The problem:
Go through the listing below and list every line with "SystemClipboard".

Available data:

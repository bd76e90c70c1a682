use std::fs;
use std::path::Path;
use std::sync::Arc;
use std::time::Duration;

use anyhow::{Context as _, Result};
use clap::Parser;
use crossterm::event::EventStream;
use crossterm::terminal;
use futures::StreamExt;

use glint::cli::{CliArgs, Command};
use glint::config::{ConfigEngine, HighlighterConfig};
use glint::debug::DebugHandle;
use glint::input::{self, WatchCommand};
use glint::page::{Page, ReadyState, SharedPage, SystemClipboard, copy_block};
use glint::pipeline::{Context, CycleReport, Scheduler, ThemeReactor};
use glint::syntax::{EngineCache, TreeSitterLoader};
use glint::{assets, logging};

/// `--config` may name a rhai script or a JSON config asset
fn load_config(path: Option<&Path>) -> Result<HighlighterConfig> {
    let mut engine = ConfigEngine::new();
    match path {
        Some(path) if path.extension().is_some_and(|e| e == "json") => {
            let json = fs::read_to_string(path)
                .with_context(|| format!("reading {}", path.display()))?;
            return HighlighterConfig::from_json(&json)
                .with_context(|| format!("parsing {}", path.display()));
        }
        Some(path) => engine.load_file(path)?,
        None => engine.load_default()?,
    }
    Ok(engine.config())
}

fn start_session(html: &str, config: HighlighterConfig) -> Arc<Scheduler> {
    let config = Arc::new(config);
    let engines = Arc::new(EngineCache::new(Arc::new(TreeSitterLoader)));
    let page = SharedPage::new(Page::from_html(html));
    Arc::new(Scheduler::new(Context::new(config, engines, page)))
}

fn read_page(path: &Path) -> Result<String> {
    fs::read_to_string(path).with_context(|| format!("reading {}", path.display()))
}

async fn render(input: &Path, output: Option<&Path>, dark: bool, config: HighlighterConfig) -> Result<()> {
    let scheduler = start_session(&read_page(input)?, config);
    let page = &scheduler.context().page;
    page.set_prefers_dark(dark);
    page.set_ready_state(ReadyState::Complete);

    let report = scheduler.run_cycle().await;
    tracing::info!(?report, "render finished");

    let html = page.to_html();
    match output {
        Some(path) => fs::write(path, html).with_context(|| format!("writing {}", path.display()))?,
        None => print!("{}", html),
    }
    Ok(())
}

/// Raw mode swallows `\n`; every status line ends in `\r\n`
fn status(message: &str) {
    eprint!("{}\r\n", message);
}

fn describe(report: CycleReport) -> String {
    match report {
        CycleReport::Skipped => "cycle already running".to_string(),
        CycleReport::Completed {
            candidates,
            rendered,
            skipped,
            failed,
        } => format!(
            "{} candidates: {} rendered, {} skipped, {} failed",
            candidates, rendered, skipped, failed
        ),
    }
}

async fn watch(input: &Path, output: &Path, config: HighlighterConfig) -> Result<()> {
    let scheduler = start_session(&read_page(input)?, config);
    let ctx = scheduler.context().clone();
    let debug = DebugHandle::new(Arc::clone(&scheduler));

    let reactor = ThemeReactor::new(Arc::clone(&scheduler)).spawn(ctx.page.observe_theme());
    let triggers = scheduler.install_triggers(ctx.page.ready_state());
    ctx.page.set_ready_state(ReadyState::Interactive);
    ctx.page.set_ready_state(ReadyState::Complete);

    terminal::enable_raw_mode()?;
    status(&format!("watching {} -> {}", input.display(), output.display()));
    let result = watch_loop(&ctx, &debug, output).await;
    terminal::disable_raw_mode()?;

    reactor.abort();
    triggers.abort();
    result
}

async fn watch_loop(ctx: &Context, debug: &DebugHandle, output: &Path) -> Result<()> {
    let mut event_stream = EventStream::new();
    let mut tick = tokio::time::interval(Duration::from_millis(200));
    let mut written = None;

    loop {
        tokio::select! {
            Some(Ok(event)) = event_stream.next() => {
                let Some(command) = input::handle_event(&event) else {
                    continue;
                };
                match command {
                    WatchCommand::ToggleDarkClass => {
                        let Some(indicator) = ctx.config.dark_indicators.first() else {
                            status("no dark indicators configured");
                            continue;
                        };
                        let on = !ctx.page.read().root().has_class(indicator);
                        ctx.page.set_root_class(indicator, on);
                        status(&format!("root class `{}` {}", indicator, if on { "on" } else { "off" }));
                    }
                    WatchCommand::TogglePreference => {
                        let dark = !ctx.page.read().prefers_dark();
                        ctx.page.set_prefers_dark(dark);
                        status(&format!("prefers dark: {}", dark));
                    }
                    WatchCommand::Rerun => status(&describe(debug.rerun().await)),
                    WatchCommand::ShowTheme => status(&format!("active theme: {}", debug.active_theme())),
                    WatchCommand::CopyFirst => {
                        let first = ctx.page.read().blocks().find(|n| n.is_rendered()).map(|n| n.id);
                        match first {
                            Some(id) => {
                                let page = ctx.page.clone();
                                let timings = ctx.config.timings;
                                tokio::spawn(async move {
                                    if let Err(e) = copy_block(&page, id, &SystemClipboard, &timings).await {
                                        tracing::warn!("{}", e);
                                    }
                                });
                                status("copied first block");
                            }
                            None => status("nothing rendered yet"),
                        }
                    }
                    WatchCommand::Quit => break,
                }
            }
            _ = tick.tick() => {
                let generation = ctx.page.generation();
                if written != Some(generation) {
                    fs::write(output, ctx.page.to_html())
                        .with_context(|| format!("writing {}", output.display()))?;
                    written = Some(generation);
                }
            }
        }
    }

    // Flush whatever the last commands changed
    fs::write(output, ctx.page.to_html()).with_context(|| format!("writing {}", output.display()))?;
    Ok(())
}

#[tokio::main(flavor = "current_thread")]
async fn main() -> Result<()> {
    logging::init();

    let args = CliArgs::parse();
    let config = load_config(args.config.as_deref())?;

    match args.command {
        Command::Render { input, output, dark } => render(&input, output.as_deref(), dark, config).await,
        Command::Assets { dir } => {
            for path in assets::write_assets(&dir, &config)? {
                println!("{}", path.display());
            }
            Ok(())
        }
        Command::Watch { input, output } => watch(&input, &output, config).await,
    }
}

* * *

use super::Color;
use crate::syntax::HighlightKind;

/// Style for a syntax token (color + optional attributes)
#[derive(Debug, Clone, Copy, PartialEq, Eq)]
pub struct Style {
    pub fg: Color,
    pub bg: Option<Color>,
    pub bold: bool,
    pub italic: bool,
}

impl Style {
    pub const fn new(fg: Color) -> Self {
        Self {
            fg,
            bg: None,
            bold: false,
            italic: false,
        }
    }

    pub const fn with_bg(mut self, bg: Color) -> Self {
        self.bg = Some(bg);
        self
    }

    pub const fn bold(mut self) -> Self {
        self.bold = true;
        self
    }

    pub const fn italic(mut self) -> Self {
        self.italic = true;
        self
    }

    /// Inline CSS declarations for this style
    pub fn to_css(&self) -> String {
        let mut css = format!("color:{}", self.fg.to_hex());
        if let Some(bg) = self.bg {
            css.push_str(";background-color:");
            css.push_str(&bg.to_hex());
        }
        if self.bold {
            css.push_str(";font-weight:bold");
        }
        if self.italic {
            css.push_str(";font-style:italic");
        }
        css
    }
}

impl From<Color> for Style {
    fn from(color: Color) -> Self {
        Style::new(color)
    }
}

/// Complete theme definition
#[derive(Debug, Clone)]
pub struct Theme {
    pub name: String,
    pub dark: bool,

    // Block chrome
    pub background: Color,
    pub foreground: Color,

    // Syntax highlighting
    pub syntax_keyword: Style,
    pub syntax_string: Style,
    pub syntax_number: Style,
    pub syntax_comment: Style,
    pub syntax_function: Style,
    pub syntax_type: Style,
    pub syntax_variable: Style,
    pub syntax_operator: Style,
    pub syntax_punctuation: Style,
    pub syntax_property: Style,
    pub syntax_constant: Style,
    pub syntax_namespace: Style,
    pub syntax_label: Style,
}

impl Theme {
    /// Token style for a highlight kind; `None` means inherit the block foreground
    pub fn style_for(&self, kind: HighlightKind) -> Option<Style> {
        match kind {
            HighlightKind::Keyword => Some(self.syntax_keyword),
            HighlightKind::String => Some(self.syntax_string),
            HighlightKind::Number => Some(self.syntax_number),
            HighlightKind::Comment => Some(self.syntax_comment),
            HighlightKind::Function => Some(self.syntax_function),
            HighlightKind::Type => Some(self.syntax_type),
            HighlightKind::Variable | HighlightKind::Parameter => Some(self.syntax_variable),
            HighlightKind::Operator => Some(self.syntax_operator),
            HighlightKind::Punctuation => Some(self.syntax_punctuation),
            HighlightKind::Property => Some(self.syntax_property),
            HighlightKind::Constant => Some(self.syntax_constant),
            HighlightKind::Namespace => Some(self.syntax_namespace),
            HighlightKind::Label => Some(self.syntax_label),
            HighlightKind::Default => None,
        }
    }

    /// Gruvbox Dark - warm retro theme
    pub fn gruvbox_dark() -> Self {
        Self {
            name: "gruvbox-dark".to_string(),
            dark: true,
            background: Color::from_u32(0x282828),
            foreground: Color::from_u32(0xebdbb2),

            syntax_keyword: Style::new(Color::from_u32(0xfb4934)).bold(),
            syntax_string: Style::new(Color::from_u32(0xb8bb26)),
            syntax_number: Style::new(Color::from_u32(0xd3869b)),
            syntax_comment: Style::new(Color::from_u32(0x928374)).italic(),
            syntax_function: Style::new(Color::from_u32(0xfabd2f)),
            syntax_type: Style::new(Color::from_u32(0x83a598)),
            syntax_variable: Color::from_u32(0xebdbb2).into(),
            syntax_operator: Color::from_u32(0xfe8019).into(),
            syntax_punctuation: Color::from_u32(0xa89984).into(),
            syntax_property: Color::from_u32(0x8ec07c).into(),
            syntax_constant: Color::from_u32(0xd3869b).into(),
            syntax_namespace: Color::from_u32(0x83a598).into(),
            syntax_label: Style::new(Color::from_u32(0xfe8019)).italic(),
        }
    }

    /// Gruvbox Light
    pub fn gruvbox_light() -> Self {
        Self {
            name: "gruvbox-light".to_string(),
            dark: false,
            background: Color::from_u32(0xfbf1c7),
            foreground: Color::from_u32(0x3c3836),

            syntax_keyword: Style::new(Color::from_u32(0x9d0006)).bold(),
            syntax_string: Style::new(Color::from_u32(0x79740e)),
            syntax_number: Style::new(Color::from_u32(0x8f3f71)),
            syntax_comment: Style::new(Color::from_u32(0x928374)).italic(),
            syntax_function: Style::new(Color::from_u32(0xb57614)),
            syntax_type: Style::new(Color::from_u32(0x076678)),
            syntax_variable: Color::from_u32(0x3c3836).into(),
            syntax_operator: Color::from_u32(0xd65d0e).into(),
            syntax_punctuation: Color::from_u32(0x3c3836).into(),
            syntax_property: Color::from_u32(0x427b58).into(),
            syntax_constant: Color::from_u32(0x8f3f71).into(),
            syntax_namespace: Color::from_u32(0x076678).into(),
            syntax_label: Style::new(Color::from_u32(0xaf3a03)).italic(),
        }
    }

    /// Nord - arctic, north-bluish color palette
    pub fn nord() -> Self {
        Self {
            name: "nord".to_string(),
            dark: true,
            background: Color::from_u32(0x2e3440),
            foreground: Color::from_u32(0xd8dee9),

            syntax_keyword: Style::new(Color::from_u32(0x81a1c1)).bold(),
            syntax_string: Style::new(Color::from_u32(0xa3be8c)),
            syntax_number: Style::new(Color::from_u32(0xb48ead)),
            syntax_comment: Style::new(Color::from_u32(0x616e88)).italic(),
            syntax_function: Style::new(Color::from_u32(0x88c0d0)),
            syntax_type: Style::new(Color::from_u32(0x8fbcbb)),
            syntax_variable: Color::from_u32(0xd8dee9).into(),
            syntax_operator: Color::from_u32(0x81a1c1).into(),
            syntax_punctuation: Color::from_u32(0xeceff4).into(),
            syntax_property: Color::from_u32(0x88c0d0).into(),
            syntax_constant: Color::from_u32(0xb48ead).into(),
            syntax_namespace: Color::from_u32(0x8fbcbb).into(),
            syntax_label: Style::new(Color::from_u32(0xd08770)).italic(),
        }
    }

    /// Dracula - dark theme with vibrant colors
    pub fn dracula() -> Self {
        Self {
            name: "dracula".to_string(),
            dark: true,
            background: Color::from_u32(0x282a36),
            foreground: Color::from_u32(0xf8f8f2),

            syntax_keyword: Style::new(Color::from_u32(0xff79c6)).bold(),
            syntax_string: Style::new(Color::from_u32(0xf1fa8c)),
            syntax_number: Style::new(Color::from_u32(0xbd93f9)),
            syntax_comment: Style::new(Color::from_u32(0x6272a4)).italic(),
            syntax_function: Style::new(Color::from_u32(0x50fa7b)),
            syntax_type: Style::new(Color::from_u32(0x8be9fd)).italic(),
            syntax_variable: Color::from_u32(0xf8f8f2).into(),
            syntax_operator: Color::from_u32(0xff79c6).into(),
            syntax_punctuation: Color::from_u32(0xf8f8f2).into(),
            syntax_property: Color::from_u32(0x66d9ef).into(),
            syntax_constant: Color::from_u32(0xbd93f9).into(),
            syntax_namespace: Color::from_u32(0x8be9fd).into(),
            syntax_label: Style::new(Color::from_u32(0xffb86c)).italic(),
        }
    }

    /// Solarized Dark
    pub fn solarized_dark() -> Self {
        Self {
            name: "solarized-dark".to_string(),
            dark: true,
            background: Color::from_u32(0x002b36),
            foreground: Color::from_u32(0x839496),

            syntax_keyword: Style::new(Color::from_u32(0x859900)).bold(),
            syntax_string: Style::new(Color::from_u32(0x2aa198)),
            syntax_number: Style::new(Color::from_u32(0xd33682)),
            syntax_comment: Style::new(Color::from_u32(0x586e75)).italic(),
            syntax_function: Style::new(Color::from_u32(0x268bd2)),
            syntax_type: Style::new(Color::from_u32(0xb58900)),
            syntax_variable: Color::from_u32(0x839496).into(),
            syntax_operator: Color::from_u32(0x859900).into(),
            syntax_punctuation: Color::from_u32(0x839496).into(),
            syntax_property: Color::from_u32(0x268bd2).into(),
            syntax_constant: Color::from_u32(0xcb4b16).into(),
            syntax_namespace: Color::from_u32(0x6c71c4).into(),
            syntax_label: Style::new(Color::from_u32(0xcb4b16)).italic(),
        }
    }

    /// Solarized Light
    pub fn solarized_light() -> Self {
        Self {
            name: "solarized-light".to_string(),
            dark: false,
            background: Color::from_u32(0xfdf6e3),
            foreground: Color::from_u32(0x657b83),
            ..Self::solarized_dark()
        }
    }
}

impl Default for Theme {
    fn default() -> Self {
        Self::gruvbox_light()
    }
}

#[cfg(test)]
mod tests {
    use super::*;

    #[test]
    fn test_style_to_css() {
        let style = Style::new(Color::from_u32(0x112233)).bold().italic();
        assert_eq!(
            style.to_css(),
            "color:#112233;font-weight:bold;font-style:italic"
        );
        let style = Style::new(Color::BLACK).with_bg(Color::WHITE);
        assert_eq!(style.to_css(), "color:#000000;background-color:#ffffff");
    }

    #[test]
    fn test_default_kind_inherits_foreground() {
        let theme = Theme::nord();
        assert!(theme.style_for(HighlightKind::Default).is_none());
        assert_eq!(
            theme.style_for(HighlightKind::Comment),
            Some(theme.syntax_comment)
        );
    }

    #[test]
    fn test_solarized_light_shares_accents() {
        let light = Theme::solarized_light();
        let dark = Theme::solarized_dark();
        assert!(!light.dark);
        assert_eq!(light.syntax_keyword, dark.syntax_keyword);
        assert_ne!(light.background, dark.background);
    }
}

Solved exercise:
use glint::page::{Page, ReadyState, SharedPage, SystemClipboard, copy_block};
                                    if let Err(e) = copy_block(&page, id, &SystemClipboard, &timings).await {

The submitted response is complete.